Instructions to follow:
From the first line through the one containing "its root and", restate the listing word for word, and give no other lines.

★ ★ ★ ★ ★

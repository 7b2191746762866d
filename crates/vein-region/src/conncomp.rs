//! Connected component analysis
//!
//! Two-pass labeling with a union-find (disjoint set) forest. The first
//! pass assigns provisional labels and records equivalences with already
//! visited neighbors; the second resolves every label to its root and
//! renumbers roots consecutively in raster order of their first pixel.

use crate::error::{RegionError, RegionResult};
use vein_core::{Pix, PixelDepth};

/// Connectivity type for component analysis
#[derive(Debug, Clone, Copy, PartialEq, Eq, Default)]
pub enum ConnectivityType {
    /// 4-way connectivity (up, down, left, right)
    FourWay,
    /// 8-way connectivity (includes diagonals)
    #[default]
    EightWay,
}

/// Inclusive bounding box of a component
#[derive(Debug, Clone, Copy, PartialEq, Eq)]
pub struct ComponentBounds {
    pub min_x: u32,
    pub min_y: u32,
    pub max_x: u32,
    pub max_y: u32,
}

impl ComponentBounds {
    /// Width of the box in pixels
    pub fn width(&self) -> u32 {
        self.max_x - self.min_x + 1
    }

    /// Height of the box in pixels
    pub fn height(&self) -> u32 {
        self.max_y - self.min_y + 1
    }
}

/// A connected component in an image
#[derive(Debug, Clone, PartialEq)]
pub struct ConnectedComponent {
    /// Label, starting at 1
    pub label: u32,
    /// Number of pixels in this component
    pub pixel_count: u32,
    /// Bounding box of this component
    pub bounds: ComponentBounds,
    /// Mean x coordinate of the component's pixels
    pub centroid_x: f64,
    /// Mean y coordinate of the component's pixels
    pub centroid_y: f64,
}

struct UnionFind {
    parent: Vec<u32>,
}

impl UnionFind {
    fn new() -> Self {
        // Index 0 is the background
        Self { parent: vec![0] }
    }

    fn make_set(&mut self) -> u32 {
        let id = self.parent.len() as u32;
        self.parent.push(id);
        id
    }

    fn find(&mut self, mut x: u32) -> u32 {
        while self.parent[x as usize] != x {
            let grand = self.parent[self.parent[x as usize] as usize];
            self.parent[x as usize] = grand;
            x = grand;
        }
        x
    }

    fn union(&mut self, a: u32, b: u32) -> u32 {
        let ra = self.find(a);
        let rb = self.find(b);
        // Keep the smaller root so labels follow raster order
        let (lo, hi) = if ra < rb { (ra, rb) } else { (rb, ra) };
        self.parent[hi as usize] = lo;
        lo
    }
}

pub(crate) fn check_binary(pix: &Pix) -> RegionResult<()> {
    if pix.depth() != PixelDepth::Bit1 {
        return Err(RegionError::UnsupportedDepth {
            expected: "1 bpp binary",
            actual: pix.depth().bits(),
        });
    }
    Ok(())
}

/// Label a binary image into a flat label buffer.
///
/// Returns the labels (row-major, 0 for background) and the number of
/// components.
pub(crate) fn label_buffer(pix: &Pix, connectivity: ConnectivityType) -> (Vec<u32>, u32) {
    let (w, h) = pix.dimensions();
    let (wu, hu) = (w as usize, h as usize);
    let mut labels = vec![0u32; wu * hu];
    let mut uf = UnionFind::new();

    for y in 0..hu {
        for x in 0..wu {
            if pix.get_pixel_unchecked(x as u32, y as u32) == 0 {
                continue;
            }
            let mut current = 0u32;
            let mut visit = |n: u32, uf: &mut UnionFind| {
                if n != 0 {
                    current = if current == 0 { uf.find(n) } else { uf.union(current, n) };
                }
            };
            if x > 0 {
                visit(labels[y * wu + x - 1], &mut uf);
            }
            if y > 0 {
                let up = (y - 1) * wu;
                visit(labels[up + x], &mut uf);
                if connectivity == ConnectivityType::EightWay {
                    if x > 0 {
                        visit(labels[up + x - 1], &mut uf);
                    }
                    if x + 1 < wu {
                        visit(labels[up + x + 1], &mut uf);
                    }
                }
            }
            labels[y * wu + x] = if current == 0 { uf.make_set() } else { current };
        }
    }

    // Resolve roots and renumber consecutively
    let mut remap = vec![0u32; uf.parent.len()];
    let mut next = 0u32;
    for label in labels.iter_mut().filter(|l| **l != 0) {
        let root = uf.find(*label);
        if remap[root as usize] == 0 {
            next += 1;
            remap[root as usize] = next;
        }
        *label = remap[root as usize];
    }
    (labels, next)
}

/// Label all connected components in a binary image
///
/// Returns a 32 bpp image where each pixel holds the label of its
/// component (0 for background, 1..=n in raster order of each component's
/// first pixel).
pub fn label_connected_components(pix: &Pix, connectivity: ConnectivityType) -> RegionResult<Pix> {
    check_binary(pix)?;
    let (w, h) = pix.dimensions();
    let (labels, _) = label_buffer(pix, connectivity);
    let mut out = Pix::new(w, h, PixelDepth::Bit32)?.try_into_mut().unwrap();
    for (y, row) in labels.chunks_exact(w as usize).enumerate() {
        out.row_data_mut(y as u32).copy_from_slice(row);
    }
    Ok(out.into())
}

/// Find all connected components in a binary image
///
/// Components are returned in label order with pixel count, bounding box
/// and centroid.
pub fn find_connected_components(
    pix: &Pix,
    connectivity: ConnectivityType,
) -> RegionResult<Vec<ConnectedComponent>> {
    check_binary(pix)?;
    let w = pix.width() as usize;
    let (labels, count) = label_buffer(pix, connectivity);

    #[derive(Clone, Copy)]
    struct Accum {
        count: u32,
        sum_x: u64,
        sum_y: u64,
        bounds: ComponentBounds,
    }

    let mut acc: Vec<Option<Accum>> = vec![None; count as usize];
    for (i, &label) in labels.iter().enumerate() {
        if label == 0 {
            continue;
        }
        let (x, y) = ((i % w) as u32, (i / w) as u32);
        let a = acc[label as usize - 1].get_or_insert(Accum {
            count: 0,
            sum_x: 0,
            sum_y: 0,
            bounds: ComponentBounds {
                min_x: x,
                min_y: y,
                max_x: x,
                max_y: y,
            },
        });
        a.count += 1;
        a.sum_x += x as u64;
        a.sum_y += y as u64;
        a.bounds.min_x = a.bounds.min_x.min(x);
        a.bounds.max_x = a.bounds.max_x.max(x);
        a.bounds.max_y = y;
    }

    Ok(acc
        .into_iter()
        .enumerate()
        .filter_map(|(i, a)| {
            a.map(|a| ConnectedComponent {
                label: i as u32 + 1,
                pixel_count: a.count,
                bounds: a.bounds,
                centroid_x: a.sum_x as f64 / a.count as f64,
                centroid_y: a.sum_y as f64 / a.count as f64,
            })
        })
        .collect())
}

/// Get pixel count for each component of a labeled image.
///
/// The index corresponds to `label - 1`.
pub fn get_component_sizes(labeled: &Pix) -> RegionResult<Vec<u32>> {
    if labeled.depth() != PixelDepth::Bit32 {
        return Err(RegionError::UnsupportedDepth {
            expected: "32 bpp (labeled image)",
            actual: labeled.depth().bits(),
        });
    }

    let mut counts: Vec<u32> = Vec::new();
    for y in 0..labeled.height() {
        for &label in &labeled.row_data(y)[..labeled.width() as usize] {
            if label == 0 {
                continue;
            }
            let idx = label as usize - 1;
            if idx >= counts.len() {
                counts.resize(idx + 1, 0);
            }
            counts[idx] += 1;
        }
    }
    Ok(counts)
}

#[cfg(test)]
mod tests {
    use super::*;

    fn binary(w: u32, h: u32, on: &[(u32, u32)]) -> Pix {
        let mut pm = Pix::new(w, h, PixelDepth::Bit1).unwrap().to_mut();
        for &(x, y) in on {
            pm.set_pixel(x, y, 1).unwrap();
        }
        pm.into()
    }

    #[test]
    fn test_diagonal_connectivity() {
        let pix = binary(5, 5, &[(0, 0), (1, 1), (2, 2), (4, 0)]);
        let eight = find_connected_components(&pix, ConnectivityType::EightWay).unwrap();
        assert_eq!(eight.len(), 2);
        assert_eq!(eight[0].pixel_count, 3);
        let four = find_connected_components(&pix, ConnectivityType::FourWay).unwrap();
        assert_eq!(four.len(), 4);
    }

    #[test]
    fn test_u_shape_merges() {
        // Two arms joined at the bottom: provisional labels must merge
        let mut on = Vec::new();
        for y in 0..5 {
            on.push((0, y));
            on.push((4, y));
        }
        for x in 1..4 {
            on.push((x, 4));
        }
        let pix = binary(5, 5, &on);
        let comps = find_connected_components(&pix, ConnectivityType::FourWay).unwrap();
        assert_eq!(comps.len(), 1);
        assert_eq!(comps[0].pixel_count, 13);
        assert_eq!(comps[0].bounds.width(), 5);
        assert_eq!(comps[0].bounds.height(), 5);
    }

    #[test]
    fn test_label_image_and_sizes() {
        let pix = binary(40, 3, &[(0, 0), (1, 0), (35, 2)]);
        let labeled = label_connected_components(&pix, ConnectivityType::EightWay).unwrap();
        assert_eq!(labeled.get_pixel(1, 0), Some(1));
        assert_eq!(labeled.get_pixel(35, 2), Some(2));
        assert_eq!(labeled.get_pixel(2, 0), Some(0));
        assert_eq!(get_component_sizes(&labeled).unwrap(), vec![2, 1]);
    }

    #[test]
    fn test_centroid() {
        let pix = binary(10, 10, &[(2, 2), (3, 2), (2, 3), (3, 3)]);
        let comps = find_connected_components(&pix, ConnectivityType::EightWay).unwrap();
        assert_eq!(comps[0].centroid_x, 2.5);
        assert_eq!(comps[0].centroid_y, 2.5);
    }

    #[test]
    fn test_rejects_gray() {
        let pix = Pix::new(3, 3, PixelDepth::Bit8).unwrap();
        assert!(find_connected_components(&pix, ConnectivityType::EightWay).is_err());
        assert!(get_component_sizes(&pix).is_err());
    }
}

★ ★ ★ ★ ★

Written reply:
repository 7b2191746762866d
filename crates/vein-region/src/conncomp.rs
//! Connected component analysis
//!
//! Two-pass labeling with a union-find (disjoint set) forest. The first
//! pass assigns provisional labels and records equivalences with already
//! visited neighbors; the second resolves every label to its root and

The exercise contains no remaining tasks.